=== Provided data ===
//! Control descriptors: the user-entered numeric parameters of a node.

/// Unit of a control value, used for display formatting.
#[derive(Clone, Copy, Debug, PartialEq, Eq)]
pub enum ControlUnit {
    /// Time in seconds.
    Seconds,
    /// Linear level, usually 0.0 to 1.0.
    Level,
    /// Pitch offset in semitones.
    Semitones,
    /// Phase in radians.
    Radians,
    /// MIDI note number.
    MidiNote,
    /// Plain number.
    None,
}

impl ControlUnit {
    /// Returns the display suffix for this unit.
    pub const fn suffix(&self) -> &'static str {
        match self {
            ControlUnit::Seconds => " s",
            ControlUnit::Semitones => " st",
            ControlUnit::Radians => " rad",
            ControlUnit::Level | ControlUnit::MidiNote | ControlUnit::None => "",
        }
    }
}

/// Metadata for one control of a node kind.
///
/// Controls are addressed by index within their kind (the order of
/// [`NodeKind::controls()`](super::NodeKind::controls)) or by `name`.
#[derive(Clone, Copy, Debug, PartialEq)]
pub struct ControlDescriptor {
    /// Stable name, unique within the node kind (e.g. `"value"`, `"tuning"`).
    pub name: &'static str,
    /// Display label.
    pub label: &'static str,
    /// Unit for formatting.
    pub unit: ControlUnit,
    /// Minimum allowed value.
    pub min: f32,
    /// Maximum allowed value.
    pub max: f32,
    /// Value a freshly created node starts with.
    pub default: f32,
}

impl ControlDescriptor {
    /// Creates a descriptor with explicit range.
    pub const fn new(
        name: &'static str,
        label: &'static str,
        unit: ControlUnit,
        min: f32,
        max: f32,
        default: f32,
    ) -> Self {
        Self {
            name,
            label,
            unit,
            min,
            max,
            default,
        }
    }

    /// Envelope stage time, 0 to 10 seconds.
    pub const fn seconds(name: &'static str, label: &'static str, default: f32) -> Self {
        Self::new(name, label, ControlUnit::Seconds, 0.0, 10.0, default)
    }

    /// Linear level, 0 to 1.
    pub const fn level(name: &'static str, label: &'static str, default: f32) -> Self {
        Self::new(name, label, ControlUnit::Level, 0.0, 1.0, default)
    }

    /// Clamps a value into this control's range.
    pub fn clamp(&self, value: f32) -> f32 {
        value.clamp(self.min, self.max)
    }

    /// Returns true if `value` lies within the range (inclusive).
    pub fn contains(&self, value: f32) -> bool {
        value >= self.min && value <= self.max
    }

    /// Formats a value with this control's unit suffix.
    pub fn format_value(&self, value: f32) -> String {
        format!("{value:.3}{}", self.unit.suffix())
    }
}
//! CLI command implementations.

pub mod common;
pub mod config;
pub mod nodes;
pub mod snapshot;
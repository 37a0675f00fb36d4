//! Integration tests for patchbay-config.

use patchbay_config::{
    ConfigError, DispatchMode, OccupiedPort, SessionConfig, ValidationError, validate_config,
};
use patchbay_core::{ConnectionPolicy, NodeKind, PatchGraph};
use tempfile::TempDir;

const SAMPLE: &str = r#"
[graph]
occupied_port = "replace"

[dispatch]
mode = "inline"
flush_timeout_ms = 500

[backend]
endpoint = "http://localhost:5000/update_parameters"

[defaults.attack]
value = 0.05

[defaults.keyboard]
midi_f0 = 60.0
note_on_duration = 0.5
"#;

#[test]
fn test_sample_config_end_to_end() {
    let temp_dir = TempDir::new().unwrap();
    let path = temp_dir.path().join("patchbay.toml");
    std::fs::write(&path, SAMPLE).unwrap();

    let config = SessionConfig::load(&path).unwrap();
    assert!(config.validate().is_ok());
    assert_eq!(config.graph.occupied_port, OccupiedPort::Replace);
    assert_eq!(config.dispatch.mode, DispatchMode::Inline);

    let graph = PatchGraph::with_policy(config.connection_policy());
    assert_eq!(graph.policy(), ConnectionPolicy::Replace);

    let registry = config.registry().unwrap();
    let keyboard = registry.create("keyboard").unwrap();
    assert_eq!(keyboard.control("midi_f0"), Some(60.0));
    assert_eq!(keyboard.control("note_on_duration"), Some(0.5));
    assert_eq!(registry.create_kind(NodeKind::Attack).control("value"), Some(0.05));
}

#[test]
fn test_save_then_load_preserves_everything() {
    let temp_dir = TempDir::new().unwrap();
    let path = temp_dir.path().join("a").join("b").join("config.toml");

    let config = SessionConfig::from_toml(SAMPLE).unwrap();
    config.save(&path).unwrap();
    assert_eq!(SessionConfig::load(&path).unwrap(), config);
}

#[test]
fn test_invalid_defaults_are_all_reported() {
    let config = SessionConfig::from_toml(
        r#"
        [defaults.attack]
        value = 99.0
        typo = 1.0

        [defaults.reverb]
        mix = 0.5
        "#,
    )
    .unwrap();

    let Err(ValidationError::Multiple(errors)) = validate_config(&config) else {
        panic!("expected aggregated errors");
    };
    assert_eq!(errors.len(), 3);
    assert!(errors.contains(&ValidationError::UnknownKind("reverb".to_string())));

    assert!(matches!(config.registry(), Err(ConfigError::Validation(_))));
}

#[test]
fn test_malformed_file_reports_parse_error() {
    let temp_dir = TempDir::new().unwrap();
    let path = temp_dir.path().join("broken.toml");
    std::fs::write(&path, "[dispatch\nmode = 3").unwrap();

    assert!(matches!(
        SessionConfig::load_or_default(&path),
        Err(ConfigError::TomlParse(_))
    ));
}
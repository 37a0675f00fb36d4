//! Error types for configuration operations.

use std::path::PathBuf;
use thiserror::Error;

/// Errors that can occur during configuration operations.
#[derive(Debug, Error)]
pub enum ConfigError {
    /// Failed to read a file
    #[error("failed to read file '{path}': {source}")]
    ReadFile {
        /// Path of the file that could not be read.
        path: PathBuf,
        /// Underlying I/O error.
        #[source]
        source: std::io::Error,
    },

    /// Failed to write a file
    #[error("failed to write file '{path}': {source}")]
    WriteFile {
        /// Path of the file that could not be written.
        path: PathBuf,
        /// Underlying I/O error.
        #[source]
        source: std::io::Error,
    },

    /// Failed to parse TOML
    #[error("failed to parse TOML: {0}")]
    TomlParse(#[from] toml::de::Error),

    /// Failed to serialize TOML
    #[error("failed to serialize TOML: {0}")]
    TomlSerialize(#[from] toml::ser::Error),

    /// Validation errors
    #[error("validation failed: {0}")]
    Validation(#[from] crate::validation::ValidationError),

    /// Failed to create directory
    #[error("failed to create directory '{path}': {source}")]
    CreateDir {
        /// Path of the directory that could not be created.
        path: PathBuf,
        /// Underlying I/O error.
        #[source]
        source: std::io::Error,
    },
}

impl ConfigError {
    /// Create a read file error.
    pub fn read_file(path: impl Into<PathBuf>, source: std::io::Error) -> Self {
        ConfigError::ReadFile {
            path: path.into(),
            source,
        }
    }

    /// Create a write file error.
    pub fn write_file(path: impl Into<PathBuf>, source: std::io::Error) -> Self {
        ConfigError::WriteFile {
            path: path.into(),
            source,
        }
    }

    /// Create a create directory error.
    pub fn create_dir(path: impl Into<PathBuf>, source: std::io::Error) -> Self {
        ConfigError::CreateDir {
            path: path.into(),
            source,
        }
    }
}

=== Task prompt ===
Filter the records for the word "suffix" and show every line that has it.

=== Exercise output ===
    /// Returns the display suffix for this unit.
    pub const fn suffix(&self) -> &'static str {
    /// Formats a value with this control's unit suffix.
        format!("{value:.3}{}", self.unit.suffix())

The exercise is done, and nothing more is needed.